— WHAT YOU WILL DO —
For this exercise, repeat every line of the material exactly.

— DATASET EXTRACT —
##########
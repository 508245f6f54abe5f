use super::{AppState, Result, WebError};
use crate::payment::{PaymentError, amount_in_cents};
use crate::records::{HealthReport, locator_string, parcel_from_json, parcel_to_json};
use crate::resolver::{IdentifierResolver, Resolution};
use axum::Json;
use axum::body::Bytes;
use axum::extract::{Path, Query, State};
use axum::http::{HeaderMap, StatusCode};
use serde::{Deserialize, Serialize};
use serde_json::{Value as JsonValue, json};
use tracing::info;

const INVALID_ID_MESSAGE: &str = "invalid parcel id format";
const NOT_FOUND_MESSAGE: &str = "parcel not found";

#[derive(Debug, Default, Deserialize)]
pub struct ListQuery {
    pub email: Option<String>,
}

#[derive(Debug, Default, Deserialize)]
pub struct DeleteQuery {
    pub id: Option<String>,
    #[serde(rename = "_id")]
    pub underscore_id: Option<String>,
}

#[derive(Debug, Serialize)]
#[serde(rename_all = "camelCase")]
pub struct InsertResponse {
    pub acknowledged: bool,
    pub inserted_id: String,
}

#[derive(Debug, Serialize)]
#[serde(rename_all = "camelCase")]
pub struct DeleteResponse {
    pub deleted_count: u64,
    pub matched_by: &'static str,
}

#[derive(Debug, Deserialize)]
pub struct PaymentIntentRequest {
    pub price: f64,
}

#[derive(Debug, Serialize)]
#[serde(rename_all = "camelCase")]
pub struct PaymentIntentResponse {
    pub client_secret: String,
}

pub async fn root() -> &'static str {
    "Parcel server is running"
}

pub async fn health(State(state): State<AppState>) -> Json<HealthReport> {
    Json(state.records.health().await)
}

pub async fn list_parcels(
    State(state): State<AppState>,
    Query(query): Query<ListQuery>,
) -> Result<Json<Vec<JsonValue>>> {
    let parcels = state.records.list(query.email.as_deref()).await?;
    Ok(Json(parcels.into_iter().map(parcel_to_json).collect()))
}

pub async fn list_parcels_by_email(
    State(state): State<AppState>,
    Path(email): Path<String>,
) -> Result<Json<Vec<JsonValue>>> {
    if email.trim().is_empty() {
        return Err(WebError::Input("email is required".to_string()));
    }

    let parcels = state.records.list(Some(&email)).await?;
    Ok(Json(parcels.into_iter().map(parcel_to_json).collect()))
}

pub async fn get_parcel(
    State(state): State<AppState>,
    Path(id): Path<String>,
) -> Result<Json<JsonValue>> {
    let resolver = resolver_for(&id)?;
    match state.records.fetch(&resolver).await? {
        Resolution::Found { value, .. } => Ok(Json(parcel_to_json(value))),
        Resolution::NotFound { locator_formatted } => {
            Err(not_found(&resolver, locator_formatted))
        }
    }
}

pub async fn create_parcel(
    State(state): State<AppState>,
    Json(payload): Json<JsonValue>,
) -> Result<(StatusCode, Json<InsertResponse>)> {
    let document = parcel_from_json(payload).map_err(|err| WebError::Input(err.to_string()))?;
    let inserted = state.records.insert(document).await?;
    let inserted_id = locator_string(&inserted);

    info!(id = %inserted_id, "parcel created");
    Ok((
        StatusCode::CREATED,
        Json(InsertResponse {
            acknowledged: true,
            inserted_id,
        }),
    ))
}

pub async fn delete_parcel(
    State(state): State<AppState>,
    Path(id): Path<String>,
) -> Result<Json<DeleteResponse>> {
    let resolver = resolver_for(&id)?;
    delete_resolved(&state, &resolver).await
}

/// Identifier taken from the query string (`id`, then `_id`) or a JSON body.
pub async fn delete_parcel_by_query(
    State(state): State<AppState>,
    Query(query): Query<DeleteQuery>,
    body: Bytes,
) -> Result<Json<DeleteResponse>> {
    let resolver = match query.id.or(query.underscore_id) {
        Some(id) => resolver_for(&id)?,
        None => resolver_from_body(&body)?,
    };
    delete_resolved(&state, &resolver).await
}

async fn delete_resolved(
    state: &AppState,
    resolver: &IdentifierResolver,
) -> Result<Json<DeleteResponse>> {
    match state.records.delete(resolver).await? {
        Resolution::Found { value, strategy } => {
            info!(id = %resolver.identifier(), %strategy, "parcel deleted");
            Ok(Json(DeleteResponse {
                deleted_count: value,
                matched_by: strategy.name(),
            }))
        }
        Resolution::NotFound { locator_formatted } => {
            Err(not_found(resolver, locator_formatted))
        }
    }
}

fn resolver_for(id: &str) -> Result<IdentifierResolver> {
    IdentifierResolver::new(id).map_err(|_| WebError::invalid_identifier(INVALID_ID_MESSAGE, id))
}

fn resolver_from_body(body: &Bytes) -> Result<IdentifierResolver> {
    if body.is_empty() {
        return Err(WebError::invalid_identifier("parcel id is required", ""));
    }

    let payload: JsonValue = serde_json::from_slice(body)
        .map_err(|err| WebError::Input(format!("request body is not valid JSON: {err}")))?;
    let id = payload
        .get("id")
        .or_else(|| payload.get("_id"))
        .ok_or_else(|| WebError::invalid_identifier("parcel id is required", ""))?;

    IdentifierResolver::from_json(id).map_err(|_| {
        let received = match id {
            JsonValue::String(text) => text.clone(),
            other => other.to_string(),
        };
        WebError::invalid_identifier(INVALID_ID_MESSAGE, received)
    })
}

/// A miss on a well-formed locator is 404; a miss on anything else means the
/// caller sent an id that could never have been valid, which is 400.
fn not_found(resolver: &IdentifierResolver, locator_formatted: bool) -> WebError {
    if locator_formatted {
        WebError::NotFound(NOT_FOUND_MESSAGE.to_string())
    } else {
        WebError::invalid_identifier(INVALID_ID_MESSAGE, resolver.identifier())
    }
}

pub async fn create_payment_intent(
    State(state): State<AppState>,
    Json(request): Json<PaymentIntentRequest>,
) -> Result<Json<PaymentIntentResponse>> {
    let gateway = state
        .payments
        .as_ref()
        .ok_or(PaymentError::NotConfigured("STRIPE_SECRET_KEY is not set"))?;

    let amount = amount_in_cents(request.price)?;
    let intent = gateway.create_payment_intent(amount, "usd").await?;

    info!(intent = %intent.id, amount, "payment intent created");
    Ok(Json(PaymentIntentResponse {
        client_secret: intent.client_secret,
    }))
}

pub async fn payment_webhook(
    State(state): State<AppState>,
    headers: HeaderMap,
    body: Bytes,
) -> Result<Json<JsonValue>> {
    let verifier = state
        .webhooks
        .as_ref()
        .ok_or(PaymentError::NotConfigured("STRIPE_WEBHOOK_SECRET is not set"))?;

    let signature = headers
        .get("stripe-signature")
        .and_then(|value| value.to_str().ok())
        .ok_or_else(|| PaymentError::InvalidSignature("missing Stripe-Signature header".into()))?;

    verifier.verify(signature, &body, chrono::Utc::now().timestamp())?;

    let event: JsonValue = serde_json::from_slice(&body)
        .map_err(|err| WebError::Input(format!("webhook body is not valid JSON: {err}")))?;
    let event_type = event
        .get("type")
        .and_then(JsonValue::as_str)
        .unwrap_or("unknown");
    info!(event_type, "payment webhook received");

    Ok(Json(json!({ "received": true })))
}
##########
— SOLUTION TO THIS EXERCISE —
repository 508245f6f54abe5f
use super::{AppState, Result, WebError};
use crate::payment::{PaymentError, amount_in_cents};
use crate::records::{HealthReport, locator_string, parcel_from_json, parcel_to_json};
use crate::resolver::{IdentifierResolver, Resolution};
use axum::Json;
use axum::body::Bytes;
use axum::extract::{Path, Query, State};
use axum::http::{HeaderMap, StatusCode};
use serde::{Deserialize, Serialize};
use serde_json::{Value as JsonValue, json};
use tracing::info;

const INVALID_ID_MESSAGE: &str = "invalid parcel id format";
const NOT_FOUND_MESSAGE: &str = "parcel not found";

#[derive(Debug, Default, Deserialize)]
pub struct ListQuery {
    pub email: Option<String>,
}

#[derive(Debug, Default, Deserialize)]
pub struct DeleteQuery {
    pub id: Option<String>,
    #[serde(rename = "_id")]
    pub underscore_id: Option<String>,
}

#[derive(Debug, Serialize)]
#[serde(rename_all = "camelCase")]
pub struct InsertResponse {
    pub acknowledged: bool,
    pub inserted_id: String,
}

#[derive(Debug, Serialize)]
#[serde(rename_all = "camelCase")]
pub struct DeleteResponse {
    pub deleted_count: u64,
    pub matched_by: &'static str,
}

#[derive(Debug, Deserialize)]
pub struct PaymentIntentRequest {
    pub price: f64,
}

#[derive(Debug, Serialize)]
#[serde(rename_all = "camelCase")]
pub struct PaymentIntentResponse {
    pub client_secret: String,
}

pub async fn root() -> &'static str {
    "Parcel server is running"
}

pub async fn health(State(state): State<AppState>) -> Json<HealthReport> {
    Json(state.records.health().await)
}

pub async fn list_parcels(
    State(state): State<AppState>,
    Query(query): Query<ListQuery>,
) -> Result<Json<Vec<JsonValue>>> {
    let parcels = state.records.list(query.email.as_deref()).await?;
    Ok(Json(parcels.into_iter().map(parcel_to_json).collect()))
}

pub async fn list_parcels_by_email(
    State(state): State<AppState>,
    Path(email): Path<String>,
) -> Result<Json<Vec<JsonValue>>> {
    if email.trim().is_empty() {
        return Err(WebError::Input("email is required".to_string()));
    }

    let parcels = state.records.list(Some(&email)).await?;
    Ok(Json(parcels.into_iter().map(parcel_to_json).collect()))
}

pub async fn get_parcel(
    State(state): State<AppState>,
    Path(id): Path<String>,
) -> Result<Json<JsonValue>> {
    let resolver = resolver_for(&id)?;
    match state.records.fetch(&resolver).await? {
        Resolution::Found { value, .. } => Ok(Json(parcel_to_json(value))),
        Resolution::NotFound { locator_formatted } => {
            Err(not_found(&resolver, locator_formatted))
        }
    }
}

pub async fn create_parcel(
    State(state): State<AppState>,
    Json(payload): Json<JsonValue>,
) -> Result<(StatusCode, Json<InsertResponse>)> {
    let document = parcel_from_json(payload).map_err(|err| WebError::Input(err.to_string()))?;
    let inserted = state.records.insert(document).await?;
    let inserted_id = locator_string(&inserted);

    info!(id = %inserted_id, "parcel created");
    Ok((
        StatusCode::CREATED,
        Json(InsertResponse {
            acknowledged: true,
            inserted_id,
        }),
    ))
}

pub async fn delete_parcel(
    State(state): State<AppState>,
    Path(id): Path<String>,
) -> Result<Json<DeleteResponse>> {
    let resolver = resolver_for(&id)?;
    delete_resolved(&state, &resolver).await
}

/// Identifier taken from the query string (`id`, then `_id`) or a JSON body.
pub async fn delete_parcel_by_query(
    State(state): State<AppState>,
    Query(query): Query<DeleteQuery>,
    body: Bytes,
) -> Result<Json<DeleteResponse>> {
    let resolver = match query.id.or(query.underscore_id) {
        Some(id) => resolver_for(&id)?,
        None => resolver_from_body(&body)?,
    };
    delete_resolved(&state, &resolver).await
}

async fn delete_resolved(
    state: &AppState,
    resolver: &IdentifierResolver,
) -> Result<Json<DeleteResponse>> {
    match state.records.delete(resolver).await? {
        Resolution::Found { value, strategy } => {
            info!(id = %resolver.identifier(), %strategy, "parcel deleted");
            Ok(Json(DeleteResponse {
                deleted_count: value,
                matched_by: strategy.name(),
            }))
        }
        Resolution::NotFound { locator_formatted } => {
            Err(not_found(resolver, locator_formatted))
        }
    }
}

fn resolver_for(id: &str) -> Result<IdentifierResolver> {
    IdentifierResolver::new(id).map_err(|_| WebError::invalid_identifier(INVALID_ID_MESSAGE, id))
}

fn resolver_from_body(body: &Bytes) -> Result<IdentifierResolver> {
    if body.is_empty() {
        return Err(WebError::invalid_identifier("parcel id is required", ""));
    }

    let payload: JsonValue = serde_json::from_slice(body)
        .map_err(|err| WebError::Input(format!("request body is not valid JSON: {err}")))?;
    let id = payload
        .get("id")
        .or_else(|| payload.get("_id"))
        .ok_or_else(|| WebError::invalid_identifier("parcel id is required", ""))?;

    IdentifierResolver::from_json(id).map_err(|_| {
        let received = match id {
            JsonValue::String(text) => text.clone(),
            other => other.to_string(),
        };
        WebError::invalid_identifier(INVALID_ID_MESSAGE, received)
    })
}

/// A miss on a well-formed locator is 404; a miss on anything else means the
/// caller sent an id that could never have been valid, which is 400.
fn not_found(resolver: &IdentifierResolver, locator_formatted: bool) -> WebError {
    if locator_formatted {
        WebError::NotFound(NOT_FOUND_MESSAGE.to_string())
    } else {
        WebError::invalid_identifier(INVALID_ID_MESSAGE, resolver.identifier())
    }
}

pub async fn create_payment_intent(
    State(state): State<AppState>,
    Json(request): Json<PaymentIntentRequest>,
) -> Result<Json<PaymentIntentResponse>> {
    let gateway = state
        .payments
        .as_ref()
        .ok_or(PaymentError::NotConfigured("STRIPE_SECRET_KEY is not set"))?;

    let amount = amount_in_cents(request.price)?;
    let intent = gateway.create_payment_intent(amount, "usd").await?;

    info!(intent = %intent.id, amount, "payment intent created");
    Ok(Json(PaymentIntentResponse {
        client_secret: intent.client_secret,
    }))
}

pub async fn payment_webhook(
    State(state): State<AppState>,
    headers: HeaderMap,
    body: Bytes,
) -> Result<Json<JsonValue>> {
    let verifier = state
        .webhooks
        .as_ref()
        .ok_or(PaymentError::NotConfigured("STRIPE_WEBHOOK_SECRET is not set"))?;

    let signature = headers
        .get("stripe-signature")
        .and_then(|value| value.to_str().ok())
        .ok_or_else(|| PaymentError::InvalidSignature("missing Stripe-Signature header".into()))?;

    verifier.verify(signature, &body, chrono::Utc::now().timestamp())?;

    let event: JsonValue = serde_json::from_slice(&body)
        .map_err(|err| WebError::Input(format!("webhook body is not valid JSON: {err}")))?;
    let event_type = event
        .get("type")
        .and_then(JsonValue::as_str)
        .unwrap_or("unknown");
    info!(event_type, "payment webhook received");

    Ok(Json(json!({ "received": true })))
}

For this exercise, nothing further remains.